** INSTRUCTIONS TO FOLLOW **
Please copy each line of the listing that includes the string "Option".

** AVAILABLE RECORDS **
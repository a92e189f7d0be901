#[path = "config.rs"]
pub mod config;

#[path = "qs.rs"]
pub mod qs;

#[path = "url_builder.rs"]
pub mod url_builder;

#[path = "error.rs"]
pub mod error;

pub use error::{Result, UrlPathError};
pub use url_builder::{QueryParams, UrlPath};
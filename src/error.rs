use std::fmt;

#[derive(Debug)]
pub enum UrlPathError {
    /// A required argument was empty
    InvalidArgument(String),
    /// Query parameters did not serialize to a key/value map
    InvalidParams(String),
    /// Represents serde serialization errors
    Serialize(serde_json::Error),
    /// Represents strict URL parsing errors
    InvalidUrl(url::ParseError),
    /// Represents missing environment variable errors
    MissingEnvVar(String),
}

impl UrlPathError {
    pub(crate) fn missing(parameter: &str) -> Self {
        UrlPathError::InvalidArgument(format!("missing required parameter: {parameter}"))
    }
}

impl std::error::Error for UrlPathError {}

impl fmt::Display for UrlPathError {
    fn fmt(&self, f: &mut fmt::Formatter<'_>) -> fmt::Result {
        match self {
            UrlPathError::InvalidArgument(e) => write!(f, "Invalid argument: {e}"),
            UrlPathError::InvalidParams(e) => write!(f, "Invalid query parameters: {e}"),
            UrlPathError::Serialize(e) => write!(f, "Serialize error: {e}"),
            UrlPathError::InvalidUrl(e) => write!(f, "Invalid URL: {e}"),
            UrlPathError::MissingEnvVar(var) => write!(
                f,
                "Missing required environment variable: {var}\n\
                 Please set it in your environment or .env file"
            ),
        }
    }
}

impl From<serde_json::Error> for UrlPathError {
    fn from(err: serde_json::Error) -> Self {
        UrlPathError::Serialize(err)
    }
}

impl From<url::ParseError> for UrlPathError {
    fn from(err: url::ParseError) -> Self {
        UrlPathError::InvalidUrl(err)
    }
}

/// Helper type for Result with `UrlPathError`
pub type Result<T> = std::result::Result<T, UrlPathError>;
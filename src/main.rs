//! trend-digest: fetch trending repos and HN posts, score, rank, write a markdown digest.

use std::path::PathBuf;
use std::process::ExitCode;

use anyhow::Result;
use clap::Parser;
use tracing::info;
use tracing_subscriber::{fmt, prelude::*, EnvFilter};

use trend_digest::cache::CacheStore;
use trend_digest::config::{load_config_with, AnalysisDepth, Overrides, DEFAULT_CONFIG_PATH};
use trend_digest::output::{render_plan, render_preview, render_report, report_path, write_report};
use trend_digest::build_agent;

#[derive(Parser)]
#[command(name = "trend-digest")]
#[command(version)]
#[command(about = "Trending GitHub repositories and Hacker News posts, ranked by topic relevance")]
struct Cli {
    /// Path to configuration file
    #[arg(long, env = "TREND_DIGEST_CONFIG", default_value = DEFAULT_CONFIG_PATH)]
    config: PathBuf,

    /// Output file path (default: <save_path>/report-<date>.md)
    #[arg(long)]
    output: Option<PathBuf>,

    /// Ignore cached data; fresh results are still cached
    #[arg(long)]
    no_cache: bool,

    /// Analysis depth (overrides config)
    #[arg(long)]
    depth: Option<AnalysisDepth>,

    /// Comma-separated list of sources (e.g. github,hn)
    #[arg(long, value_delimiter = ',')]
    sources: Option<Vec<String>>,

    /// Show what would be fetched without running
    #[arg(long)]
    dry_run: bool,

    /// Enable verbose logging
    #[arg(short, long)]
    verbose: bool,

    /// Delete every cache entry before running
    #[arg(long)]
    clear_cache: bool,
}

/// Logs go to stderr so the preview on stdout stays clean.
/// `TREND_DIGEST_LOG_FORMAT=json` switches to JSON lines.
fn init_tracing(verbose: bool) {
    let default = if verbose {
        "trend_digest=debug,info"
    } else {
        "trend_digest=info,warn"
    };
    let filter = EnvFilter::try_from_default_env().unwrap_or_else(|_| EnvFilter::new(default));

    let json = std::env::var("TREND_DIGEST_LOG_FORMAT").is_ok_and(|v| v.eq_ignore_ascii_case("json"));
    if json {
        tracing_subscriber::registry()
            .with(filter)
            .with(fmt::layer().json().with_writer(std::io::stderr))
            .init();
    } else {
        tracing_subscriber::registry()
            .with(filter)
            .with(fmt::layer().compact().with_writer(std::io::stderr))
            .init();
    }
}

async fn run(cli: Cli) -> Result<()> {
    let overrides = Overrides {
        depth: cli.depth,
        sources: cli.sources,
    };
    let cfg = load_config_with(&cli.config, &overrides)?;

    if cli.dry_run {
        println!("{}", render_plan(&cfg));
        return Ok(());
    }

    if cli.clear_cache {
        let cache = CacheStore::from_config(&cfg.caching);
        cache.clear(None);
        info!(dir = %cache.dir().display(), "cache cleared");
    }

    let output = cfg.output.clone();
    let agent = build_agent(cfg)?;
    let report = agent.run(cli.no_cache).await?;

    let now = chrono::Local::now().naive_local();
    let path = cli
        .output
        .unwrap_or_else(|| report_path(&output.save_path, now.date()));
    write_report(&path, &render_report(&report, now))?;

    if output.terminal_preview {
        let preview = render_preview(&report);
        if !preview.is_empty() {
            println!("{preview}\n");
        }
    }
    println!(
        "GitHub repos: {} | HN posts: {} | depth: {}",
        report.github_repos.len(),
        report.hn_posts.len(),
        report.metadata.analysis_depth
    );
    println!("Report saved: {}", path.display());
    Ok(())
}

#[tokio::main]
async fn main() -> ExitCode {
    let _ = dotenvy::dotenv();
    let cli = Cli::parse();
    init_tracing(cli.verbose);

    match run(cli).await {
        Ok(()) => ExitCode::SUCCESS,
        Err(e) => {
            eprintln!("error: {e:#}");
            ExitCode::FAILURE
        }
    }
}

** TASK RESPONSE **
    output: Option<PathBuf>,
    depth: Option<AnalysisDepth>,
    sources: Option<Vec<String>>,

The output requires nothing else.